It’s almost 100 feet around and it used to be almost 50 feet tall before it fell over. It’s still growing even though it toppled.

South African Dorsland trekkers stayed under the tree during their travels and left a carving in the trunk. It said 1883 since that was the year at the time. A later German expedition marked the tree in 1891 and carved a few people’s names into the tree along with the year.

Dorsland Baobab’s Health

There are concerns that this baobab is in bad health because the oldest baobabs around Africa are suddenly dying. Trees that have stood for a thousand years are splitting and dying in drastically higher numbers than what should occur statistically.

These trees hold hundreds of gallons of water in their trunks and climate change may be affecting their biology through changed precipitation levels. In other words, little rain may be drying these trunks out.
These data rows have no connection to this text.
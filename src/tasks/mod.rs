//! Background Tasks Module
//!
//! Contains background tasks that run periodically while a store is alive.
//!
//! # Tasks
//! - Sweep: Evicts expired cache entries at the configured interval

mod sweeper;

pub(crate) use sweeper::Sweeper;
//! Sweep Task
//!
//! Dedicated thread that periodically runs the store's expiration sweep.

use std::panic::{self, AssertUnwindSafe};
use std::sync::Arc;
use std::thread::{self, JoinHandle};
use std::time::Duration;

use parking_lot::{Condvar, Mutex};
use tracing::{debug, info, warn};

use crate::error::{CacheError, Result};

#[derive(Default)]
struct StopSignal {
    stopped: Mutex<bool>,
    wake: Condvar,
}

/// Handle to a running sweep thread. Dropping it stops the thread.
pub(crate) struct Sweeper {
    signal: Arc<StopSignal>,
    handle: Option<JoinHandle<()>>,
}

impl Sweeper {
    /// Spawns a thread that calls `tick` every `interval`.
    ///
    /// Ticks run one after another on the same thread, so a slow tick delays
    /// the next one instead of overlapping it. A panicking tick is logged
    /// and the loop keeps going.
    ///
    /// # Arguments
    /// * `name` - Thread name, shown in panics and debuggers
    /// * `interval` - Time between the end of one tick and the start of the next
    /// * `tick` - The sweep to run
    pub(crate) fn spawn<F>(name: &str, interval: Duration, mut tick: F) -> Result<Self>
    where
        F: FnMut() + Send + 'static,
    {
        let signal = Arc::new(StopSignal::default());
        let thread_signal = Arc::clone(&signal);

        let handle = thread::Builder::new()
            .name(name.to_string())
            .spawn(move || {
                info!(
                    "Starting cache sweeper with interval of {} ms",
                    interval.as_millis()
                );

                loop {
                    {
                        let mut stopped = thread_signal.stopped.lock();
                        if !*stopped {
                            thread_signal.wake.wait_for(&mut stopped, interval);
                        }
                        if *stopped {
                            break;
                        }
                    }

                    if panic::catch_unwind(AssertUnwindSafe(|| tick())).is_err() {
                        warn!("Cache sweep tick panicked; sweeper keeps running");
                    }
                }

                debug!("Cache sweeper stopped");
            })
            .map_err(|e| CacheError::Internal(format!("failed to spawn sweeper: {}", e)))?;

        Ok(Self {
            signal,
            handle: Some(handle),
        })
    }

    /// Signals the thread to stop and waits for the current tick to finish.
    pub(crate) fn stop(&mut self) {
        *self.signal.stopped.lock() = true;
        self.signal.wake.notify_all();

        if let Some(handle) = self.handle.take() {
            // The last store handle can be dropped from inside a listener,
            // i.e. on this very thread; it exits on its own after the tick.
            if handle.thread().id() != thread::current().id() && handle.join().is_err() {
                warn!("Cache sweeper thread terminated with a panic");
            }
        }
    }

    pub(crate) fn is_running(&self) -> bool {
        self.handle.as_ref().is_some_and(|h| !h.is_finished())
    }
}

impl Drop for Sweeper {
    fn drop(&mut self) {
        self.stop();
    }
}

#[cfg(test)]
mod tests {
    use super::*;
    use std::sync::atomic::{AtomicUsize, Ordering};
    use std::time::Instant;

    #[test]
    fn test_sweeper_ticks_periodically() {
        let ticks = Arc::new(AtomicUsize::new(0));
        let counter = ticks.clone();

        let sweeper = Sweeper::spawn("test-sweeper", Duration::from_millis(20), move || {
            counter.fetch_add(1, Ordering::SeqCst);
        })
        .unwrap();

        thread::sleep(Duration::from_millis(250));
        drop(sweeper);

        assert!(ticks.load(Ordering::SeqCst) >= 3, "Sweeper should have ticked");
    }

    #[test]
    fn test_sweeper_stops_promptly() {
        let mut sweeper = Sweeper::spawn("test-sweeper", Duration::from_secs(3600), || {}).unwrap();
        assert!(sweeper.is_running());

        let started = Instant::now();
        sweeper.stop();

        assert!(started.elapsed() < Duration::from_secs(5));
        assert!(!sweeper.is_running());
    }

    #[test]
    fn test_sweeper_survives_panicking_tick() {
        let ticks = Arc::new(AtomicUsize::new(0));
        let counter = ticks.clone();

        let sweeper = Sweeper::spawn("test-sweeper", Duration::from_millis(10), move || {
            if counter.fetch_add(1, Ordering::SeqCst) == 0 {
                panic!("first tick fails");
            }
        })
        .unwrap();

        thread::sleep(Duration::from_millis(200));
        drop(sweeper);

        assert!(ticks.load(Ordering::SeqCst) >= 2, "Sweeper should tick after a panic");
    }

    #[test]
    fn test_ticks_never_overlap() {
        let inside = Arc::new(AtomicUsize::new(0));
        let overlap = Arc::new(AtomicUsize::new(0));
        let (i, o) = (inside.clone(), overlap.clone());

        let sweeper = Sweeper::spawn("test-sweeper", Duration::from_millis(1), move || {
            if i.fetch_add(1, Ordering::SeqCst) > 0 {
                o.fetch_add(1, Ordering::SeqCst);
            }
            thread::sleep(Duration::from_millis(15));
            i.fetch_sub(1, Ordering::SeqCst);
        })
        .unwrap();

        thread::sleep(Duration::from_millis(150));
        drop(sweeper);

        assert_eq!(overlap.load(Ordering::SeqCst), 0);
    }
}
use thiserror::Error;

#[derive(Error, Debug, Copy, Clone, PartialEq, Eq)]
pub enum GameError {
    #[error("Invalid coordinates")]
    InvalidCoords,
    #[error("Too many mines, at least one cell must stay safe")]
    TooManyMines,
    #[error("Board must be at least 1x1")]
    EmptyBoard,
    #[error("Board shape must be square")]
    InvalidBoardShape,
}

pub type Result<T> = core::result::Result<T, GameError>;
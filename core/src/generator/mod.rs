use crate::*;
use serde::{Deserialize, Serialize};

pub use random::*;

mod random;

pub trait MineGenerator {
    fn generate(self, config: GameConfig) -> MineLayout;
}

/// How mines are spread over the board.
#[derive(Copy, Clone, Debug, Default, PartialEq, Eq, Serialize, Deserialize)]
#[serde(rename_all = "lowercase")]
pub enum Placement {
    /// Draw linear indices until enough distinct cells are hit.
    #[default]
    Rejection,
    /// Shuffle every linear index and take a prefix, bounded cost at any density.
    Shuffle,
}
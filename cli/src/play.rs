use anyhow::Context;
use minedig_core::*;
use std::io::{BufRead, Write};

use crate::{BoardView, parse_location};

pub const PROMPT: &str = "Where would you like to dig? Input as row,col: ";

/// How a game driven by [`play`] ended.
#[derive(Copy, Clone, Debug, PartialEq, Eq)]
pub enum Outcome {
    Won,
    Lost,
    /// Input ran out before the board was cleared or a mine was hit.
    Abandoned,
}

/// Runs one game to completion, reading locations from `input` and writing the board to `output`.
pub fn play<R: BufRead, W: Write>(
    mut board: Board,
    mut input: R,
    mut output: W,
) -> anyhow::Result<Outcome> {
    let safe_cells = board.total_cells() - board.mine_count();
    let mut line = String::new();
    let mut outcome = RevealOutcome::Safe;

    while board.revealed_count() < safe_cells {
        writeln!(output, "{}", BoardView(&board))?;
        write!(output, "{PROMPT}")?;
        output.flush()?;

        line.clear();
        if input.read_line(&mut line).context("Could not read player input")? == 0 {
            writeln!(output)?;
            log::info!("Input closed with {} safe cells left", board.safe_cells_remaining());
            return Ok(Outcome::Abandoned);
        }

        let (row, col) = match parse_location(&line) {
            Ok(location) => location,
            Err(err) => {
                log::warn!("Rejected input {:?}: {}", line.trim_end(), err);
                writeln!(output, "Invalid input. Try again")?;
                continue;
            }
        };

        let Some(coords) = to_coords(row, col, board.dim_size()) else {
            log::warn!("Location ({}, {}) is off the board", row, col);
            writeln!(output, "Invalid location. Try again")?;
            continue;
        };

        outcome = board.reveal_outcome(coords)?;
        if outcome == RevealOutcome::HitMine {
            break;
        }
    }

    log::debug!("Game ended: {:?}", board.state());
    if outcome != RevealOutcome::HitMine {
        writeln!(output, "Congratulations! You won!")?;
        Ok(Outcome::Won)
    } else {
        writeln!(output, "Sorry game over!")?;
        board.reveal_all();
        writeln!(output, "{}", BoardView(&board))?;
        Ok(Outcome::Lost)
    }
}

fn to_coords(row: i64, col: i64, dim_size: Coord) -> Option<Coord2> {
    let row = Coord::try_from(row).ok().filter(|&row| row < dim_size)?;
    let col = Coord::try_from(col).ok().filter(|&col| col < dim_size)?;
    Some((row, col))
}
pub mod config;
pub mod input;
pub mod play;
pub mod render;

pub use config::*;
pub use input::*;
pub use play::*;
pub use render::*;
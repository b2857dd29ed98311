use clap::Parser;
use minedig::{Args, Outcome, Settings, play};
use minedig_core::Board;
use std::io;

fn main() -> anyhow::Result<()> {
    let args = Args::parse();

    tracing_subscriber::fmt()
        .with_max_level(args.verbose.tracing_level_filter())
        .with_writer(io::stderr)
        .init();

    let settings = Settings::from_args(&args)?;
    log::debug!("settings: {:?}", settings);

    let board = Board::new(settings.game, settings.generator());
    let outcome = play(board, io::stdin().lock(), io::stdout().lock())?;

    if outcome == Outcome::Abandoned {
        log::info!("Game abandoned");
    }
    Ok(())
}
Freezing temperatures also quickly kill these trees as they cannot tolerate more than one icy day per year. Also, countries like Botswana, Namibia, South Africa, and Zimbabwe are heating faster than the rest of Africa.

Wider ranges in temperatures offered up by climate change may be taking a toll. The trees are self-contained ecosystems for a variety of animals so their loss affects more than just their species.

Since baobabs are so ancient, cultural myths are attached to these trees. Some of the indigenous people along the Zambezi River believe that the gods were mad at the trees because they were vain about how large they were. As a punishment, the gods flipped them upside down so that their roots were above ground.

Is the Oldest Baobab the Longest Living Tree on Earth?

Dorsland Baobab - Oldest Tree in Namibia

While its age is impressive, the Dorsland Baobab is not the oldest living tree on Earth.

©Kareen Broodryk/Shutterstock.com

No, the oldest baobab is not the longest-living tree on Earth. Baobabs are, however, the longest-living tree in Africa.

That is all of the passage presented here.